**ENTRIES SHOWN**.
use std::net::IpAddr;
use std::path::PathBuf;

use clap::{Args, Subcommand, ValueEnum};

#[derive(Subcommand, Debug)]
pub enum Command {
    /// Print the bundler config patch
    ///
    /// Loads plugin options (entry arguments, cubex-vite.toml or the "cubex" field
    /// of package.json), applies the defaults, and prints the resulting bundler
    /// configuration and full-reload plugins as JSON.
    Config(ConfigArgs),

    /// Run the dev server lifecycle
    ///
    /// Writes the hot file once listening, removes it on exit or on SIGINT,
    /// SIGTERM, SIGHUP and SIGQUIT, serves the project directory, and answers
    /// requests for the index page with a placeholder pointing at APP_URL.
    Dev(DevArgs),

    /// Resolve entry points to URIs
    ///
    /// Uses the dev server when a hot file is present, otherwise the production
    /// manifest.
    Resolve(ResolveArgs),

    /// Remove a stale hot file
    Clean(CleanArgs),
}

/// Bundler command the config is produced for
#[derive(Copy, Clone, PartialEq, Eq, Debug, ValueEnum)]
pub enum BundlerCommand {
    Build,
    Serve,
}

#[derive(Args, Debug)]
pub struct ConfigArgs {
    /// Entry points; override `input` from the config file
    #[arg(value_name = "ENTRY")]
    pub entries: Vec<String>,

    #[arg(long = "command", value_enum, default_value = "build")]
    pub command: BundlerCommand,

    /// Bundler mode (defaults to production for build, development for serve)
    #[arg(long)]
    pub mode: Option<String>,

    /// Produce the config for an SSR build
    #[arg(long)]
    pub ssr: bool,

    /// JSON file with the user's own bundler config
    #[arg(long, value_name = "FILE")]
    pub user_config: Option<PathBuf>,

    /// Pretty-print the JSON output
    #[arg(long)]
    pub pretty: bool,
}

impl ConfigArgs {
    pub fn mode(&self) -> &str {
        match (self.mode.as_deref(), self.command) {
            (Some(mode), _) => mode,
            (None, BundlerCommand::Build) => "production",
            (None, BundlerCommand::Serve) => "development",
        }
    }
}

#[derive(Args, Debug)]
pub struct DevArgs {
    /// Entry points; override `input` from the config file
    #[arg(value_name = "ENTRY")]
    pub entries: Vec<String>,

    /// Port to listen on; the next free port is used when taken
    #[arg(short, long, default_value_t = 5173)]
    pub port: u16,

    #[arg(long, default_value = "127.0.0.1")]
    pub host: IpAddr,

    /// Public origin of the dev server, written to the hot file instead of
    /// http://localhost:<port>
    #[arg(long, value_name = "URL")]
    pub origin: Option<String>,

    #[arg(long, default_value = "development")]
    pub mode: String,
}

#[derive(Args, Debug)]
pub struct ResolveArgs {
    /// Entry points or directories to resolve
    #[arg(required = true, value_name = "ENTRY")]
    pub entries: Vec<String>,

    /// Include the dev client (hot mode only)
    #[arg(long)]
    pub client: bool,

    /// Treat entries as already resolved and emit them on the external channel
    #[arg(long)]
    pub external: bool,

    /// Prefix prepended to external entries
    #[arg(long, requires = "external")]
    pub prefix: Option<String>,

    /// Add the fast-refresh preamble (hot mode only)
    #[arg(long)]
    pub react_refresh: bool,

    /// Print HTML include tags instead of URIs
    #[arg(long)]
    pub html: bool,

    /// Directory holding the production build, relative to the project root
    /// (defaults to the configured one, then `resources`)
    #[arg(long, value_name = "DIR")]
    pub build_directory: Option<String>,

    /// Hot file, relative to the project root (defaults to the configured one)
    #[arg(long, value_name = "FILE")]
    pub hot_file: Option<PathBuf>,

    /// Base for built files in HTML output (defaults to /<build-directory>/)
    #[arg(long, value_name = "URL")]
    pub base: Option<String>,

    /// Match directory entries as plain string prefixes
    #[arg(long)]
    pub raw_prefix: bool,
}

#[derive(Args, Debug)]
pub struct CleanArgs {
    /// Hot file, relative to the project root (defaults to the configured one)
    #[arg(long, value_name = "FILE")]
    pub hot_file: Option<PathBuf>,
}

**WORK INSTRUCTION**. Your task is to set down exactly the lines from the line containing "preamble (hot mode only)" to the end of the data above, including both ends.

**OUTPUT OF THE TASK**.
    /// Add the fast-refresh preamble (hot mode only)
    #[arg(long)]
    pub react_refresh: bool,

    /// Print HTML include tags instead of URIs
    #[arg(long)]
    pub html: bool,

    /// Directory holding the production build, relative to the project root
    /// (defaults to the configured one, then `resources`)
    #[arg(long, value_name = "DIR")]
    pub build_directory: Option<String>,

    /// Hot file, relative to the project root (defaults to the configured one)
    #[arg(long, value_name = "FILE")]
    pub hot_file: Option<PathBuf>,

    /// Base for built files in HTML output (defaults to /<build-directory>/)
    #[arg(long, value_name = "URL")]
    pub base: Option<String>,

    /// Match directory entries as plain string prefixes
    #[arg(long)]
    pub raw_prefix: bool,
}

#[derive(Args, Debug)]
pub struct CleanArgs {
    /// Hot file, relative to the project root (defaults to the configured one)
    #[arg(long, value_name = "FILE")]
    pub hot_file: Option<PathBuf>,
}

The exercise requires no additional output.